Chris and I have been talking for the past few months about handguns and the license to carry a gun in a concealed way. Chris has owned handguns ever since I've known him and he is licensed to carry a concealed gun. More to the point, we have been talking about my having a handgun and acquiring a concealed carry license.
I had to think and pray quite a bit about this decision, and mostly wondered what it said about my faith that I was considering becoming licensed to carry a gun.
My answer came a few weeks ago after I shot the handgun that we purchased for me for the first time. We had purchased this gun, I had learned how it worked, and I had shot several rounds at a target at our shooting range. When I came home, I asked myself if I felt powerful, or in control, or strong now that I had shot the gun, and the answer was none of those. I felt prepared.
I did not feel strong or powerful or any of those things because I never intend to use a handgun. I did feel prepared -- exactly the way I feel after I take a CPR class.
In that moment, when I realized that I felt prepared, the way I feel after being licensed to perform CPR, I had my answer regarding guns and religion.
When someone is choking, I would not simply pray for them and call 9-1-1.
I would act.
I would do everything in my power, and what I have been trained to do to try to save their life... and I would pray, and I would call 9-1-1.
When someone is not breathing, I would not simply pray and call 9-1-1.
I would act.
I would do everything in my power, and what I have been trained to do to try to save their life... and I would pray, and I would call 9-1-1.

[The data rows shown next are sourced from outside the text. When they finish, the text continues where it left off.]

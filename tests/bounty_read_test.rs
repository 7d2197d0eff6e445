//! Bounty list, detail and file queries over an in-memory chain

#[cfg(test)]
mod bounty_read_tests {
    use async_trait::async_trait;
    use datapact_client::bounty::{get_bounty, list_bounties, list_bounty_files, BountyError};
    use datapact_client::chain::{
        Balance, ChainClient, ChainError, DynamicFieldInfo, DynamicFieldName, EventCursor, FinalityOptions, ObjectContent,
        ObjectData, ObjectResponse, Page,
    };
    use datapact_client::config::ContractConfig;
    use datapact_client::response::{SuiEvent, TransactionBlockResponse};
    use serde_json::{json, Value};
    use std::collections::HashMap;
    use std::sync::Mutex;

    /// Objects by id, events in pages of two, dynamic fields in pages of one
    #[derive(Default)]
    struct InMemoryChain {
        objects: HashMap<String, Value>,
        events: Vec<SuiEvent>,
        fields: Vec<DynamicFieldInfo>,
        event_queries: Mutex<Vec<(String, Option<EventCursor>)>>,
    }

    impl InMemoryChain {
        fn with_object(mut self, id: &str, fields: Value) -> Self {
            self.objects.insert(id.to_string(), fields);
            self
        }
    }

    #[async_trait]
    impl ChainClient for InMemoryChain {
        async fn execute_transaction_block(
            &self,
            _tx_bytes: &str,
            _signatures: &[String],
            _options: &FinalityOptions,
        ) -> Result<TransactionBlockResponse, ChainError> {
            unreachable!("read-only test chain")
        }

        async fn wait_for_transaction(
            &self,
            _digest: &str,
            _options: &FinalityOptions,
        ) -> Result<TransactionBlockResponse, ChainError> {
            unreachable!("read-only test chain")
        }

        async fn get_balance(&self, _owner: &str, _coin_type: &str) -> Result<Balance, ChainError> {
            unreachable!("read-only test chain")
        }

        async fn get_object(&self, object_id: &str) -> Result<ObjectResponse, ChainError> {
            let Some(fields) = self.objects.get(object_id) else {
                return Ok(ObjectResponse {
                    data: None,
                    error: Some(json!({"code": "notExists", "object_id": object_id})),
                });
            };
            Ok(ObjectResponse {
                data: Some(ObjectData {
                    object_id: object_id.to_string(),
                    version: json!("1"),
                    digest: String::new(),
                    object_type: None,
                    content: Some(ObjectContent {
                        data_type: "moveObject".into(),
                        object_type: None,
                        fields: Some(fields.clone()),
                    }),
                }),
                error: None,
            })
        }

        async fn get_dynamic_fields(
            &self,
            _parent_id: &str,
            cursor: Option<&str>,
            _limit: Option<usize>,
        ) -> Result<Page<DynamicFieldInfo>, ChainError> {
            let start = cursor.map(|c| c.parse::<usize>().unwrap()).unwrap_or(0);
            let has_next_page = start + 1 < self.fields.len();
            Ok(Page {
                data: self.fields.iter().skip(start).take(1).cloned().collect(),
                next_cursor: has_next_page.then(|| (start + 1).to_string()),
                has_next_page,
            })
        }

        async fn query_events(
            &self,
            event_type: &str,
            cursor: Option<&EventCursor>,
            _limit: Option<usize>,
            descending: bool,
        ) -> Result<Page<SuiEvent, EventCursor>, ChainError> {
            assert!(!descending);
            self.event_queries
                .lock()
                .unwrap()
                .push((event_type.to_string(), cursor.cloned()));

            let start = cursor.and_then(|c| c["eventSeq"].as_u64()).unwrap_or(0) as usize;
            let end = (start + 2).min(self.events.len());
            let has_next_page = end < self.events.len();
            Ok(Page {
                data: self.events[start..end].to_vec(),
                next_cursor: has_next_page.then(|| json!({"txDigest": "T", "eventSeq": end})),
                has_next_page,
            })
        }
    }

    fn contract() -> ContractConfig {
        ContractConfig {
            package_id: "0xfeed".into(),
            ..ContractConfig::default()
        }
    }

    fn bounty_event(id: &str, name: &str) -> SuiEvent {
        SuiEvent {
            event_type: "0xfeed::datapact::CreateBountyEvent".into(),
            parsed_json: Some(json!({
                "id": id,
                "name": name,
                "allowed_labels": ["cat", "dog"],
                "total_images": "2"
            })),
            ..SuiEvent::default()
        }
    }

    fn field_info(name: &str, object_id: &str) -> DynamicFieldInfo {
        DynamicFieldInfo {
            name: DynamicFieldName {
                name_type: "0x1::string::String".into(),
                value: json!(name),
            },
            object_id: object_id.into(),
            object_type: "0x1::string::String".into(),
            field_type: Some("DynamicField".into()),
        }
    }

    #[tokio::test]
    async fn test_list_bounties_follows_cursor() {
        let chain = InMemoryChain {
            events: vec![
                bounty_event("0xb1", "Pets"),
                bounty_event("0xb2", "Cars"),
                SuiEvent {
                    event_type: "0xfeed::datapact::CreateBountyEvent".into(),
                    parsed_json: None,
                    ..SuiEvent::default()
                },
                bounty_event("0xb3", "Trees"),
            ],
            ..InMemoryChain::default()
        };

        let bounties = list_bounties(&chain, &contract()).await.unwrap();

        let names: Vec<_> = bounties.iter().map(|b| b.name.as_str()).collect();
        assert_eq!(names, vec!["Pets", "Cars", "Trees"]);
        assert_eq!(bounties[0].total_images, 2);

        let queries = chain.event_queries.lock().unwrap();
        assert_eq!(queries.len(), 2);
        assert_eq!(queries[0].0, "0xfeed::datapact::CreateBountyEvent");
        assert!(queries[0].1.is_none());
        assert_eq!(queries[1].1, Some(json!({"txDigest": "T", "eventSeq": 2})));
    }

    #[tokio::test]
    async fn test_get_bounty_reads_fields() {
        let chain = InMemoryChain::default().with_object(
            "0xb1",
            json!({
                "id": {"id": "0xb1"},
                "name": "Pets",
                "allowed_labels": ["cat", "dog"],
                "walrus_bolb_ids": {"fields": {"id": {"id": "0x7ab"}, "size": "2"}},
                "reward_pool": {"value": "1000000000"},
                "total_images": "2",
                "completed_counts": "0"
            }),
        );

        let bounty = get_bounty(&chain, "0xb1").await.unwrap();
        assert_eq!(bounty.name, "Pets");
        assert_eq!(bounty.blob_table.id, "0x7ab");
        assert_eq!(bounty.reward_pool, 1_000_000_000);

        let missing = get_bounty(&chain, "0xgone").await.unwrap_err();
        assert_eq!(missing, BountyError::ContentNotFound);
        assert_eq!(missing.to_string(), "Bounty content not found");
    }

    #[tokio::test]
    async fn test_list_bounty_files_with_unreadable_entry() {
        let chain = InMemoryChain {
            fields: vec![field_info("a.jpg", "0xf1"), field_info("b.jpg", "0xf2")],
            ..InMemoryChain::default()
        }
        .with_object(
            "0xf1",
            json!({"id": {"id": "0xf1"}, "name": "a.jpg", "value": "B1"}),
        );

        let files = list_bounty_files(&chain, "0x7ab").await.unwrap();

        assert_eq!(files.len(), 2);
        assert_eq!(files[0].file_name, "a.jpg");
        assert_eq!(files[0].blob_id.as_deref(), Some("B1"));
        assert_eq!(files[1].file_name, "b.jpg");
        assert_eq!(files[1].blob_id, None);
        assert_eq!(files[1].field_id, "0xf2");
    }
}
//! Correlation and trace identifiers for user actions

use chrono::{DateTime, Utc};
use serde::{Deserialize, Serialize};
use uuid::Uuid;

/// Correlation ID tying every log line and the returned outcome of one action together
#[derive(Debug, Clone, Serialize, Deserialize, PartialEq, Eq, Hash)]
#[serde(transparent)]
pub struct CorrelationId(String);

impl CorrelationId {
    /// Create a new correlation ID
    pub fn new() -> Self {
        Self(Uuid::new_v4().to_string())
    }

    /// Get the inner string
    pub fn as_str(&self) -> &str {
        &self.0
    }
}

impl Default for CorrelationId {
    fn default() -> Self {
        Self::new()
    }
}

impl std::fmt::Display for CorrelationId {
    fn fmt(&self, f: &mut std::fmt::Formatter<'_>) -> std::fmt::Result {
        write!(f, "{}", self.0)
    }
}

impl From<&str> for CorrelationId {
    fn from(s: &str) -> Self {
        Self(s.to_string())
    }
}

/// Trace context for one orchestrated action
///
/// The correlation id is handed back to the caller as the action id; child
/// spans share the trace and correlation ids.
#[derive(Debug, Clone, Serialize, Deserialize)]
pub struct TraceContext {
    /// Unique trace identifier for the entire action
    pub trace_id: String,

    /// Identifier of this step
    pub span_id: String,

    pub correlation_id: CorrelationId,

    pub parent_span_id: Option<String>,

    /// Operation name (`create_bounty`, `finality`, ...)
    pub operation: String,

    pub started_at: DateTime<Utc>,
}

impl TraceContext {
    /// Create a new trace context for an operation
    pub fn new(operation: &str) -> Self {
        Self {
            trace_id: Uuid::new_v4().to_string(),
            span_id: Uuid::new_v4().to_string(),
            correlation_id: CorrelationId::new(),
            parent_span_id: None,
            operation: operation.to_string(),
            started_at: Utc::now(),
        }
    }

    /// Create a child span context
    pub fn child_span(&self, operation: &str) -> Self {
        Self {
            trace_id: self.trace_id.clone(),
            span_id: Uuid::new_v4().to_string(),
            correlation_id: self.correlation_id.clone(),
            parent_span_id: Some(self.span_id.clone()),
            operation: operation.to_string(),
            started_at: Utc::now(),
        }
    }

    pub fn correlation_id(&self) -> &CorrelationId {
        &self.correlation_id
    }

    /// `tracing` span carrying the ids, for `Instrument`
    pub fn span(&self) -> tracing::Span {
        tracing::info_span!(
            "action",
            operation = %self.operation,
            action_id = %self.correlation_id,
            trace_id = %self.trace_id,
        )
    }
}

#[cfg(test)]
mod tests {
    use super::*;

    #[test]
    fn test_ids_are_unique() {
        let a = TraceContext::new("create_bounty");
        let b = TraceContext::new("create_bounty");
        assert_ne!(a.trace_id, b.trace_id);
        assert_ne!(a.correlation_id, b.correlation_id);
    }

    #[test]
    fn test_child_span_keeps_trace_and_correlation() {
        let root = TraceContext::new("submit_label");
        let child = root.child_span("finality");

        assert_eq!(child.trace_id, root.trace_id);
        assert_eq!(child.correlation_id, root.correlation_id);
        assert_eq!(child.parent_span_id.as_deref(), Some(root.span_id.as_str()));
        assert_ne!(child.span_id, root.span_id);
        assert_eq!(child.operation, "finality");
    }

    #[test]
    fn test_correlation_id_serializes_as_string() {
        let id = CorrelationId::from("abc");
        assert_eq!(serde_json::to_value(&id).unwrap(), serde_json::json!("abc"));
        assert_eq!(id.to_string(), "abc");
    }
}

That is how I have resolved the question of guns and religion.
If I am in a situation where someone is trying to cause mortal harm, I will not simply pray and call 9-1-1.
I will be in a position, where, if possible, and if I am able, I will act.
I will do everything in my power, and what I have been trained to do to stop the person causing mortal harm... and I will pray, and call 9-1-1.
This weekend I am attending a basic handgun and pistol class, which is the class required to apply for my concealed carry permit. This does not mean I will carry a gun every day -- or ever. This means, I legally have the right, and have the training to carry a concealed firearm if I so choose.
Everyone is entitled to their own opinion on this matter, and that is the beauty of our country. I have spent a lot of time thinking and praying about this, and I just wanted to share my thoughts on this particular matter.
Thank you for your respect, and for reading.